Depuis combien de temps il ne l’avait pas porté cette armure d’ailleurs ? Le pauvre avait l’air tout serré à l’intérieur, il aurait mieux fait de se remettre au poste.

Le Roi-Dieu remarqua, un peu trop tard, que le soldat avait finit de parler et attendait une réponse. Il se redressa son siège et lissa sa longue robe blanche et dorée, avant de faire signe à son conseiller. Greno Guible se pencha avant de murmurer une courte explication.

— Allez vous pouvoir nous aider monseigneur ?
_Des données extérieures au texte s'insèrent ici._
/// Latest latency measurements
#[derive(Clone, Copy, Debug, Default)]
struct LatencyStats {
    /// Minimum round trip to the NTP server, milliseconds
    rtt_min_ms: f64,

    /// NTP minus system clock, milliseconds
    sys_delta_ms: f64,

    /// Local timer-chain overhead, milliseconds
    local_chain_ms: f64,
}

/// Everything the service and its background thread share
struct TimingInner {
    /// Network clock; swapped wholesale when servers change
    clock: RwLock<Arc<NetworkClock>>,

    /// Whether background sync and delta compensation run at all
    ntp_enabled: AtomicBool,

    /// Resync tuning
    settings: Mutex<ResyncSettings>,

    /// User compensation in milliseconds
    manual_compensation_ms: Mutex<f64>,

    /// Latest measurements
    latency: Mutex<LatencyStats>,

    /// Pending schedules by id
    schedules: Mutex<HashMap<String, ScheduleEntry>>,

    /// Interrupt pair for the resync thread; bool flips true on shutdown
    resync_stop: Arc<(Mutex<bool>, Condvar)>,

    /// Whether the resync thread is running
    resync_running: AtomicBool,
}

/// Status summary for UIs and logs
#[derive(Clone, Debug)]
pub struct TimingStatus {
    /// `"NTP"` after a successful sync, `"Local"` otherwise
    pub provider: &'static str,

    /// Offset between unix and monotonic axes, milliseconds
    pub offset_ms: f64,

    /// Minimum round trip, milliseconds
    pub rtt_ms: f64,

    /// NTP minus system clock, milliseconds
    pub sys_delta_ms: f64,

    /// User compensation, milliseconds
    pub manual_compensation_ms: f64,

    /// Net shift applied to schedule targets, milliseconds
    pub net_shift_ms: f64,

    /// Local timer-chain overhead, milliseconds
    pub local_chain_ms: f64,

    /// Whether the delta term participates in the shift
    pub include_ntp_delta: bool,
}

/// Synchronized scheduling of performance starts
pub struct TimingService {
    /// Shared state, also owned by the resync thread
    inner: Arc<TimingInner>,
}

impl TimingService {
    /// Create a service around the given NTP servers
    ///
    /// No network traffic happens here; the first sync runs either on demand
    /// or when the first schedule is created, so application startup never
    /// stalls on a slow resolver.
    pub fn new(servers: Vec<String>, timeout: Duration, max_tries: usize) -> Self {
        let clock = Arc::new(NetworkClock::new(servers, timeout, max_tries));
        Self {
            inner: Arc::new(TimingInner {
                clock: RwLock::new(clock),
                ntp_enabled: AtomicBool::new(true),
                settings: Mutex::new(ResyncSettings::default()),
                manual_compensation_ms: Mutex::new(0.0),
                latency: Mutex::new(LatencyStats::default()),
                schedules: Mutex::new(HashMap::new()),
                resync_stop: Arc::new((Mutex::new(false), Condvar::new())),
                resync_running: AtomicBool::new(false),
            }),
        }
    }

    /// Replace the server list and immediately attempt a sync
    pub fn set_ntp_servers(&self, servers: Vec<String>, timeout: Duration, max_tries: usize) -> bool {
        let clock = Arc::new(NetworkClock::new(servers, timeout, max_tries));
        *self.inner.clock.write().unwrap() = clock;
        self.inner.ntp_enabled.store(true, Ordering::SeqCst);
        self.sync_now()
    }

    /// Tune resync cadence and re-arm threshold
    pub fn set_resync_settings(&self, interval_sec: f64, adjust_threshold_ms: f64) {
        let mut settings = self.inner.settings.lock().unwrap();
        settings.interval_sec = interval_sec.clamp(0.2, 10.0);
        settings.adjust_threshold_ms = adjust_threshold_ms.max(0.0);
        debug!(
            "resync settings: interval={}s threshold={}ms",
            settings.interval_sec, settings.adjust_threshold_ms
        );
    }

    /// Choose whether the NTP-vs-system delta joins the schedule target
    pub fn set_include_delta(&self, include: bool) {
        self.inner.settings.lock().unwrap().include_delta = include;
    }

    /// Set the user compensation in milliseconds
    pub fn set_manual_compensation(&self, ms: f64) {
        *self.inner.manual_compensation_ms.lock().unwrap() = ms;
        debug!("manual compensation set to {ms}ms");
    }

    /// Stop consulting the network; schedules fall back to the system clock
    pub fn use_local(&self) {
        self.inner.ntp_enabled.store(false, Ordering::SeqCst);
        info!("timing switched to the local clock");
    }

    /// Block on one sync plus a latency refresh
    pub fn sync_now(&self) -> bool {
        let clock = self.inner.clock.read().unwrap().clone();
        let ok = clock.sync();
        if ok {
            self.refresh_latency(&clock);
        }
        let state = clock.state();
        info!(
            "manual sync {}: offset={:.3}ms drift={:.2}ms",
            if ok { "ok" } else { "failed" },
            state.last_offset * 1000.0,
            state.last_sys_drift_ms,
        );
        ok
    }

    /// Current synchronization summary
    pub fn status(&self) -> TimingStatus {
        let clock = self.inner.clock.read().unwrap().clone();
        let state = clock.state();
        let latency = *self.inner.latency.lock().unwrap();
        let manual = *self.inner.manual_compensation_ms.lock().unwrap();
        let settings = *self.inner.settings.lock().unwrap();
        let mut net_shift = latency.rtt_min_ms + manual;
        if settings.include_delta {
            net_shift += latency.sys_delta_ms;
        }
        TimingStatus {
            provider: if state.last_sync_ok { "NTP" } else { "Local" },
            offset_ms: state.last_offset * 1000.0,
            rtt_ms: latency.rtt_min_ms,
            sys_delta_ms: latency.sys_delta_ms,
            manual_compensation_ms: manual,
            net_shift_ms: net_shift,
            local_chain_ms: latency.local_chain_ms,
            include_ntp_delta: settings.include_delta,
        }
    }

    /// Create a single-shot start at today's HH:MM:SS.mmm
    ///
    /// Returns the schedule id, or an empty string when the compensated
    /// target is already in the past (closer than 50 ms counts as past).
    pub fn schedule_play(
        &self,
        instrument: &str,
        when: (u32, u32, u32, u32),
        tempo: f64,
        play: PlayFn,
    ) -> String {
        let clock = self.inner.clock.read().unwrap().clone();
        let now_net = if clock.state().last_sync_ok {
            clock.now()
        } else {
            unix_now()
        };
        let (hh, mm, ss, ms) = when;
        let base_unix = today_target_unix(now_net, hh, mm, ss, ms);
        self.schedule_play_at(instrument, when, base_unix, tempo, play)
    }

    /// Create a single-shot start at an explicit base unix time
    pub fn schedule_play_at(
        &self,
        instrument: &str,
        when: (u32, u32, u32, u32),
        base_unix: f64,
        tempo: f64,
        play: PlayFn,
    ) -> String {
        // Front-load one sync and latency probe so the first target is
        // already compensated and the UI has fresh numbers to show.
        let clock = self.inner.clock.read().unwrap().clone();
        if self.inner.ntp_enabled.load(Ordering::SeqCst) {
            clock.sync();
            self.refresh_latency(&clock);
        }
        self.measure_local_chain();

        let schedule_unix = base_unix + self.net_shift_seconds();
        let now_s = unix_now();
        if schedule_unix - now_s < MIN_SCHEDULE_LEAD {
            error!(
                "schedule rejected, target already past: inst={instrument} \
                 base={base_unix:.3} now={now_s:.3} -> at={schedule_unix:.3}"
            );
            return String::new();
        }

        let id = short_id();
        let latency = *self.inner.latency.lock().unwrap();
        let manual = *self.inner.manual_compensation_ms.lock().unwrap();
        info!(
            "schedule created id={id} inst={instrument} base={base_unix:.3} \
             +auto={:.1}ms +manual={manual:.1}ms -> at={schedule_unix:.3}",
            latency.rtt_min_ms
        );

        let fire: Arc<dyn Fn() + Send + Sync> = {
            let inner = Arc::downgrade(&self.inner);
            let id = id.clone();
            let instrument = instrument.to_string();
            Arc::new(move || fire_schedule(&inner, &id, &instrument, &play))
        };

        let handle = {
            let fire = fire.clone();
            clock
                .schedule_at(schedule_unix, Box::new(move || fire()))
                .map_err(|error| error!("failed to arm schedule {id}: {error}"))
                .ok()
        };

        let record = ScheduleRecord {
            id: id.clone(),
            instrument: instrument.to_string(),
            when,
            base_unix,
            schedule_unix,
            auto_latency_ms: latency.rtt_min_ms,
            manual_compensation_ms: manual,
            tempo,
            cancelled: false,
            fired: false,
        };
        self.inner.schedules.lock().unwrap().insert(
            id.clone(),
            ScheduleEntry {
                record,
                handle,
                fire,
            },
        );

        self.ensure_background_resync();
        id
    }

    /// Cancel a pending schedule; `false` when unknown or already fired
    pub fn cancel_schedule(&self, id: &str) -> bool {
        let entry = self.inner.schedules.lock().unwrap().remove(id);
        match entry {
            Some(mut entry) => {
                entry.record.cancelled = true;
                if let Some(handle) = entry.handle.take() {
                    handle.cancel();
                }
                info!("schedule cancelled id={id}");
                true
            }
            None => false,
        }
    }

    /// Status snapshot of one schedule
    pub fn get_schedule(&self, id: &str) -> Option<ScheduleRecord> {
        self.inner
            .schedules
            .lock()
            .unwrap()
            .get(id)
            .map(|entry| entry.record.clone())
    }

    /// Ids of all pending schedules
    pub fn pending_schedules(&self) -> Vec<ScheduleRecord> {
        self.inner
            .schedules
            .lock()
            .unwrap()
            .values()
            .map(|entry| entry.record.clone())
            .collect()
    }

    /// Start the resync daemon unless it already runs
    pub fn ensure_background_resync(&self) {
        if self.inner.resync_running.swap(true, Ordering::SeqCst) {
            return;
        }
        let inner = Arc::downgrade(&self.inner);
        let spawned = std::thread::Builder::new()
            .name("pianola-resync".to_string())
            .spawn(move || resync_loop(inner));
        if let Err(error) = spawned {
            self.inner.resync_running.store(false, Ordering::SeqCst);
            error!("failed to start resync thread: {error}");
        }
    }

    /// Stop the daemon and cancel every pending schedule
    pub fn shutdown(&self) {
        let (lock, cvar) = &*self.inner.resync_stop;
        *lock.lock().unwrap() = true;
        cvar.notify_all();
        let ids: Vec<String> = self
            .inner
            .schedules
            .lock()
            .unwrap()
            .keys()
            .cloned()
            .collect();
        for id in ids {
            self.cancel_schedule(&id);
        }
    }

    /// Current compensated shift in seconds
    fn net_shift_seconds(&self) -> f64 {
        let latency = *self.inner.latency.lock().unwrap();
        let manual = *self.inner.manual_compensation_ms.lock().unwrap();
        let include_delta = self.inner.settings.lock().unwrap().include_delta;
        let mut shift_ms = latency.rtt_min_ms + manual;
        if include_delta {
            shift_ms += latency.sys_delta_ms;
        }
        shift_ms / 1000.0
    }

    /// Refresh rtt/delta from a probe burst, filtering anomalous drift
    fn refresh_latency(&self, clock: &NetworkClock) {
        if let Some(estimate) = clock.measure_latency() {
            let mut latency = self.inner.latency.lock().unwrap();
            latency.rtt_min_ms = estimate.rtt_ms;
            if estimate.sys_delta_ms.abs() >= DRIFT_ANOMALY_MS {
                warn!(
                    "ignoring anomalous ntp delta {:.0}ms from {}",
                    estimate.sys_delta_ms, estimate.server
                );
            } else {
                latency.sys_delta_ms = estimate.sys_delta_ms;
            }
            debug!(
                "latency estimate: rtt_min={:.2}ms delta={:.2}ms server={}",
                latency.rtt_min_ms, latency.sys_delta_ms, estimate.server
            );
        }
    }

    /// Measure how long a zero-delay timer takes to come back
    fn measure_local_chain(&self) {
        let (tx, rx) = std::sync::mpsc::channel();
        let started = std::time::Instant::now();
        let armed = LocalClock.schedule_at(
            unix_now(),
            Box::new(move || {
                let _ = tx.send(());
            }),
        );
        if armed.is_ok() && rx.recv_timeout(Duration::from_millis(500)).is_ok() {
            let chain_ms = started.elapsed().as_secs_f64() * 1000.0;
            self.inner.latency.lock().unwrap().local_chain_ms = chain_ms;
        }
    }
}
L’officier portait l’emblème d’Esten sur son armure, il devait faire partie de l’ambassade de ce pays situé bien loin à l’ouest. Selon Greno ils étaient en train de perdre le conflit qui les opposaient à leurs voisins d’Aria, le soldat avait reçu l’ordre de venir quérir l’aide du Roi-Dieu.

— N’avons-nous pas donner conseils aux ambassadeurs d’Aria il y a deux semaines ? chuchota le Roi-Dieu à l’oreille de son conseiller.

— Si monseigneur, mais ils nous proposent trois fois plus que leur voisin.

— Cela ne risque-t-il pas de causer des tensions ? demanda le Roi-Dieu, comme si le sort d’un pays aussi éloigné l’intéressait réellement.

— Si Esten gagne il ne restera personne pour se plaindre.

Le Roi-Dieu sourit, Greno Guible savait comment le convaincre.

— Laissez-moi quelques instants, dit le Roi-Dieu en levant la main.

— Bien sûr monseigneur, répondit l’officier en s’agenouillant encore plus bas.

L’élu ferma les yeux, se laissant lentement quitter son corps et le plan d’existence des simples mortels. Cela lui donnait des frissons au début, maintenant qu’il avait vingt sept ans c’était une corvée comme une autre.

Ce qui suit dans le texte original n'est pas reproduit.